FG Niedersachsen, vom 16.04.2024 - Vorinstanzaktenzeichen 13 K 114/23
FG Niedersachsen, vom 16.04.2024 - Vorinstanzaktenzeichen 13 K 115/23
Rechtsfolgen der Klageerhebung in Papierform; Antrag auf Gewährung von Wiedereinsetzung in den vorigen Stand
BFH, Urteil vom 17.09.2025 - Aktenzeichen X R 11/24, X R 12/24
DRsp Nr. 2025/14006
Rechtsfolgen der Klageerhebung in Papierform; Antrag auf Gewährung von Wiedereinsetzung in den vorigen Stand
1. Ein Steuerberater, der eine Klage nach Inkrafttreten des § 52d Satz 2 der Finanzgerichtsordnung (FGO) gemäß § 47 Abs. 2FGO in Papierform bei dem Finanzamt anbringt, das die angefochtene Entscheidung erlassen hat, würde sich --selbst wenn § 47 Abs. 2FGO durch § 52d Satz 2 FGO suspendiert würde, was hier nicht zu entscheiden ist-- bis zur Veröffentlichung der ersten Entscheidungen, in denen die Möglichkeit einer Klageerhebung nach § 47 Abs. 2FGO verneint wird, in einem unverschuldeten Rechtsirrtum befinden. Daher ist ihm --bei Erfüllung der weiteren Voraussetzungen des § 56FGO -- jedenfalls Wiedereinsetzung in den vorigen Stand zu gewähren.2. Auch bei einem fachkundigen Prozessbevollmächtigten begründet ein Irrtum über das einzuhaltende Verfahrensrecht nicht stets ein die Wiedereinsetzung ausschließendes Verschulden. Zwar kann ein Rechtsirrtum im finanzgerichtlichen Verfahren eine Fristversäumnis meist nicht entschuldigen.

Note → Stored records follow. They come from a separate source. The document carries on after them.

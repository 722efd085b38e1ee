//! External-process test runner.
//!
//! Builds `<program> <args...> <test_path>`, captures stdout/stderr and
//! enforces the per-job timeout. The child is spawned with
//! `kill_on_drop(true)` so a timed-out process is killed when dropped.

use std::path::PathBuf;
use std::process::Stdio;
use std::time::{Duration, Instant};

use async_trait::async_trait;
use tokio::io::{AsyncRead, AsyncReadExt};
use tokio::process::Command;

use super::{RunError, RunOutput, TestRunner};

/// Maximum stdout or stderr size captured per stream (10 MiB).
const MAX_OUTPUT_BYTES: usize = 10 * 1024 * 1024;

/// Default runner program: the AppWright CLI via `npx`.
pub const DEFAULT_PROGRAM: &str = "npx";

/// Default leading arguments, placed before the test path.
pub const DEFAULT_ARGS: &[&str] = &["appwright", "test"];

/// Launches a configurable external command for every test.
#[derive(Debug, Clone)]
pub struct ProcessRunner {
    program: String,
    args: Vec<String>,
    working_directory: Option<PathBuf>,
    env_vars: Vec<(String, String)>,
}

impl ProcessRunner {
    pub fn new<I, S>(program: impl Into<String>, args: I) -> Self
    where
        I: IntoIterator<Item = S>,
        S: Into<String>,
    {
        Self {
            program: program.into(),
            args: args.into_iter().map(Into::into).collect(),
            working_directory: None,
            env_vars: Vec::new(),
        }
    }

    /// Run the child process from `dir` instead of the server's cwd.
    pub fn with_working_directory(mut self, dir: impl Into<PathBuf>) -> Self {
        self.working_directory = Some(dir.into());
        self
    }

    /// Set an extra environment variable on every child process.
    pub fn with_env(mut self, key: impl Into<String>, value: impl Into<String>) -> Self {
        self.env_vars.push((key.into(), value.into()));
        self
    }

    pub fn program(&self) -> &str {
        &self.program
    }

    pub fn args(&self) -> &[String] {
        &self.args
    }

    fn command(&self, test_path: &str) -> Command {
        let mut cmd = Command::new(&self.program);
        cmd.args(&self.args)
            .arg(test_path)
            .stdin(Stdio::null())
            .stdout(Stdio::piped())
            .stderr(Stdio::piped())
            .kill_on_drop(true);

        for (key, value) in &self.env_vars {
            cmd.env(key, value);
        }
        if let Some(dir) = &self.working_directory {
            cmd.current_dir(dir);
        }
        cmd
    }
}

impl Default for ProcessRunner {
    fn default() -> Self {
        Self::new(DEFAULT_PROGRAM, DEFAULT_ARGS.iter().copied())
    }
}

#[async_trait]
impl TestRunner for ProcessRunner {
    async fn run(&self, test_path: &str, timeout: Duration) -> Result<RunOutput, RunError> {
        let start = Instant::now();

        tracing::debug!(
            program = %self.program,
            args = ?self.args,
            test_path,
            timeout_secs = timeout.as_secs(),
            "Launching test runner",
        );

        let mut child = self.command(test_path).spawn().map_err(RunError::Spawn)?;

        // Drain both pipes in their own tasks so `child.wait()` can borrow
        // the child and a chatty process never blocks on a full pipe.
        let stdout_handle = child.stdout.take();
        let stderr_handle = child.stderr.take();
        let mut stdout_task = tokio::spawn(async move { read_stream(stdout_handle).await });
        let mut stderr_task = tokio::spawn(async move { read_stream(stderr_handle).await });

        // One deadline covers both the exit and the pipe drain: a background
        // descendant that inherited the pipes keeps them open after the
        // direct child has exited.
        let collected = tokio::time::timeout(timeout, async {
            let status = child.wait().await.map_err(RunError::Wait)?;
            let stdout_bytes = (&mut stdout_task).await.unwrap_or_default();
            let stderr_bytes = (&mut stderr_task).await.unwrap_or_default();
            Ok::<_, RunError>((status, stdout_bytes, stderr_bytes))
        })
        .await;

        match collected {
            Ok(Ok((status, stdout_bytes, stderr_bytes))) => Ok(RunOutput {
                stdout: String::from_utf8_lossy(&stdout_bytes).into_owned(),
                stderr: String::from_utf8_lossy(&stderr_bytes).into_owned(),
                exit_code: status.code().unwrap_or(-1),
                duration_ms: start.elapsed().as_millis() as u64,
            }),
            Ok(Err(e)) => {
                stdout_task.abort();
                stderr_task.abort();
                Err(e)
            }
            Err(_elapsed) => {
                stdout_task.abort();
                stderr_task.abort();
                // No-op if the direct child already exited.
                let _ = child.start_kill();
                tracing::warn!(
                    program = %self.program,
                    test_path,
                    timeout_secs = timeout.as_secs(),
                    "Test runner timed out",
                );
                Err(RunError::Timeout {
                    timeout_secs: timeout.as_secs(),
                })
            }
        }
    }
}

/// Read an entire output stream into a byte buffer, capped at [`MAX_OUTPUT_BYTES`].
async fn read_stream<R: AsyncRead + Unpin>(handle: Option<R>) -> Vec<u8> {
    let mut buf = Vec::new();
    if let Some(mut h) = handle {
        let _ = (&mut h)
            .take(MAX_OUTPUT_BYTES as u64)
            .read_to_end(&mut buf)
            .await;
    }
    buf
}

#[cfg(test)]
mod tests {
    use assert_matches::assert_matches;

    use super::*;

    const TIMEOUT: Duration = Duration::from_secs(5);

    /// Helper to create a temporary shell script from the given body.
    fn write_temp_script(body: &str) -> tempfile::NamedTempFile {
        use std::io::Write;
        let mut f = tempfile::Builder::new()
            .suffix(".sh")
            .tempfile()
            .expect("create temp file");
        writeln!(f, "#!/bin/bash").expect("write shebang");
        write!(f, "{body}").expect("write body");
        f
    }

    fn bash() -> ProcessRunner {
        ProcessRunner::new("bash", Vec::<String>::new())
    }

    #[test]
    fn default_command_is_appwright() {
        let runner = ProcessRunner::default();
        assert_eq!(runner.program(), "npx");
        assert_eq!(runner.args(), ["appwright", "test"]);
    }

    #[tokio::test]
    async fn test_path_is_passed_last() {
        let runner = ProcessRunner::new("bash", ["-c", "echo \"running $0\""]);
        let output = runner
            .run("tests/onboarding.spec.js", TIMEOUT)
            .await
            .expect("run");
        assert_eq!(output.exit_code, 0);
        assert_eq!(output.stdout.trim(), "running tests/onboarding.spec.js");
    }

    #[tokio::test]
    async fn captures_stdout_and_stderr() {
        let script = write_temp_script("echo passed\necho warn >&2\n");
        let output = bash()
            .run(script.path().to_str().expect("path"), TIMEOUT)
            .await
            .expect("run");
        assert_eq!(output.exit_code, 0);
        assert_eq!(output.stdout.trim(), "passed");
        assert_eq!(output.stderr.trim(), "warn");
    }

    #[tokio::test]
    async fn nonzero_exit_is_reported_not_raised() {
        let script = write_temp_script("echo 1 failing >&2\nexit 3\n");
        let output = bash()
            .run(script.path().to_str().expect("path"), TIMEOUT)
            .await
            .expect("run");
        assert_eq!(output.exit_code, 3);
        assert!(output.stderr.contains("1 failing"));
    }

    #[tokio::test]
    async fn missing_program_is_spawn_error() {
        let runner = ProcessRunner::new("qgjob-definitely-not-installed", ["test"]);
        let result = runner.run("tests/a.spec.js", TIMEOUT).await;
        assert_matches!(result, Err(RunError::Spawn(_)));
    }

    #[tokio::test]
    async fn slow_test_times_out() {
        let script = write_temp_script("sleep 60\n");
        let result = bash()
            .run(
                script.path().to_str().expect("path"),
                Duration::from_millis(200),
            )
            .await;
        assert_matches!(result, Err(RunError::Timeout { .. }));
    }

    #[tokio::test]
    async fn background_child_holding_pipes_still_times_out() {
        let runner = ProcessRunner::new("bash", ["-c"]);
        let start = Instant::now();
        let result = runner
            .run("sleep 8 & echo hi", Duration::from_secs(1))
            .await;
        let elapsed = start.elapsed();

        assert_matches!(result, Err(RunError::Timeout { timeout_secs: 1 }));
        assert!(
            elapsed < Duration::from_secs(4),
            "run took {elapsed:?} despite a 1s timeout"
        );
    }

    #[tokio::test]
    async fn env_vars_are_applied() {
        let script = write_temp_script("echo $APPWRIGHT_TARGET\n");
        let output = bash()
            .with_env("APPWRIGHT_TARGET", "emulator")
            .run(script.path().to_str().expect("path"), TIMEOUT)
            .await
            .expect("run");
        assert_eq!(output.stdout.trim(), "emulator");
    }

    #[tokio::test]
    async fn working_directory_is_applied() {
        let dir = tempfile::tempdir().expect("create temp dir");
        let script = write_temp_script("pwd\n");
        let output = bash()
            .with_working_directory(dir.path())
            .run(script.path().to_str().expect("path"), TIMEOUT)
            .await
            .expect("run");
        let expected = dir.path().canonicalize().expect("canonicalize dir");
        let expected = expected.to_str().expect("path");
        assert!(
            output.stdout.trim().ends_with(expected.trim_start_matches('/')),
            "pwd output '{}' should match working directory '{expected}'",
            output.stdout.trim(),
        );
    }
}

Jedoch kommt bei Irrtümern über verfahrensrechtliche Fragen, die im Zeitpunkt der Vornahme der Verfahrenshandlung weder durch das Gesetz noch durch die (höchstrichterliche) Rechtsprechung geklärt waren, die Gewährung von Wiedereinsetzung in Betracht.
Tenor
Die Verfahren und werden zur gemeinsamen Entscheidung verbunden.